Earlier this week Discovery News reported that Fermilab's CDF collaboration had spotted a tiny "bump" in the data from Fermilab's CDF collaboration that seemed to indicate the presence of a new particle -- and instead of disappearing with subsequent analysis, the signal grew stronger, just shy of the threshold required to announce a bona fide discovery.

ANALYSIS: Fermilab's 'Bump Hunters' See Hints of New Particle

Now, the hotly anticipated results from its sister detector, DZero, have been announced. Alas, the news isn't what the CDF scientists were hoping for: DZero sees no evidence of the signal in their own data analysis of more than 200 trillion particle collisions.

That sound you hear is the collective sigh as particle physicists around the world swallow their disappointment and resign themselves to months of sifting through a comparative analysis of the two data sets, trying to figure out why the two experiments don't agree.

"The result is not good for the CDF," DZero spokesman Dmitri Denisov told Nature. "We are not confirming the signal. We just see nothing."

Signature Searching

The CDF data in question come from routine background analysis of the production of gauge boson pairs (force-carrying particles), part of the ongoing search for the Higgs -- although the suspected new particle is most definitely not the Higgs (regardless of what other news outlets might tell you), and more likely to be a new kind of boson pair not predicted by the Standard Model.

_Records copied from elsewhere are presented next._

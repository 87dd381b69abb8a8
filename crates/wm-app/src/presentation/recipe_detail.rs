use wm_core::Recipe;

/// Display helpers for a single recipe.
#[derive(Debug, Clone, Copy)]
pub struct RecipeDetail<'a> {
    recipe: &'a Recipe,
}

impl<'a> RecipeDetail<'a> {
    pub fn new(recipe: &'a Recipe) -> Self {
        Self { recipe }
    }

    pub fn name(&self) -> &'a str {
        &self.recipe.name
    }

    /// "Used 1 time" / "Used N times".
    pub fn usage_count_text(&self) -> String {
        match self.recipe.usage_count {
            1 => "Used 1 time".to_string(),
            n => format!("Used {n} times"),
        }
    }

    /// Whitespace-only notes count as absent.
    pub fn has_notes(&self) -> bool {
        self.notes_text().is_some()
    }

    pub fn notes_text(&self) -> Option<&'a str> {
        self.recipe
            .notes
            .as_deref()
            .map(str::trim)
            .filter(|n| !n.is_empty())
    }

    /// True when either the stored original or a thumbnail can be shown.
    pub fn has_image(&self) -> bool {
        self.recipe.image_ref.is_some() || self.has_thumbnail()
    }

    pub fn has_thumbnail(&self) -> bool {
        self.recipe.thumbnail.as_ref().is_some_and(|t| !t.is_empty())
    }
}

#[cfg(test)]
mod tests {
    use super::*;
    use wm_core::{ImageRef, RecipeDraft, Thumbnail};

    fn recipe(draft: RecipeDraft) -> Recipe {
        Recipe::create(draft).unwrap()
    }

    #[test]
    fn test_usage_text_pluralizes() {
        let mut r = recipe(RecipeDraft::named("Soup"));
        assert_eq!(RecipeDetail::new(&r).usage_count_text(), "Used 0 times");
        r.record_usage();
        assert_eq!(RecipeDetail::new(&r).usage_count_text(), "Used 1 time");
        r.record_usage();
        assert_eq!(RecipeDetail::new(&r).usage_count_text(), "Used 2 times");
    }

    #[test]
    fn test_blank_notes_are_hidden() {
        let r = recipe(RecipeDraft::named("Soup").with_notes("  \n "));
        let detail = RecipeDetail::new(&r);
        assert!(!detail.has_notes());
        assert_eq!(detail.notes_text(), None);
    }

    #[test]
    fn test_notes_are_trimmed() {
        let r = recipe(RecipeDraft::named("Soup").with_notes("  salt to taste "));
        assert_eq!(RecipeDetail::new(&r).notes_text(), Some("salt to taste"));
    }

    #[test]
    fn test_image_flags() {
        let r = recipe(
            RecipeDraft::named("Soup")
                .with_thumbnail(Thumbnail::new(vec![1, 2]))
                .with_image_ref(ImageRef::new("img_0a1b2c3d.jpg")),
        );
        let detail = RecipeDetail::new(&r);
        assert!(detail.has_image());
        assert!(detail.has_thumbnail());

        let thumb_only = recipe(RecipeDraft::named("Tart").with_thumbnail(Thumbnail::new(vec![3])));
        assert!(RecipeDetail::new(&thumb_only).has_image());

        let plain = recipe(RecipeDraft::named("Bread"));
        assert!(!RecipeDetail::new(&plain).has_image());
        assert!(!RecipeDetail::new(&plain).has_thumbnail());
    }
}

SEE ALSO: What Is The Higgs Boson?

It's important to run these background analyses, because the better physicists understand those backgrounds, the more precisely they can pick out potential Higgs signatures from the sea of data. And sometimes those background analyses can yield surprising results -- or, as in this case, contradictory ones.

Check out the relevant graph below. That big peak shown in red is exactly what physicists expect to see, in keeping with the predictions of the Standard Model. The CDF version of this graph showed an unexpected second peak that they took to be evidence of a possible new particle not predicted by theoretical models. You can see the outline below of where it should be -- and it's pretty clear that the data points from DZero don't match at all in that portion of the spectrum.

D0-dijet-nobump

Two of a Kind

It's extremely rare for the two sister collaborations to disagree in their findings, although it's not unprecedented. According to Fermilab Today, over the last decade CDF and DZero have agreed on their results more than 99% of the time, spanning over 500 different ultra-precise subatomic measurements. They are specifically designed to to check each other's results.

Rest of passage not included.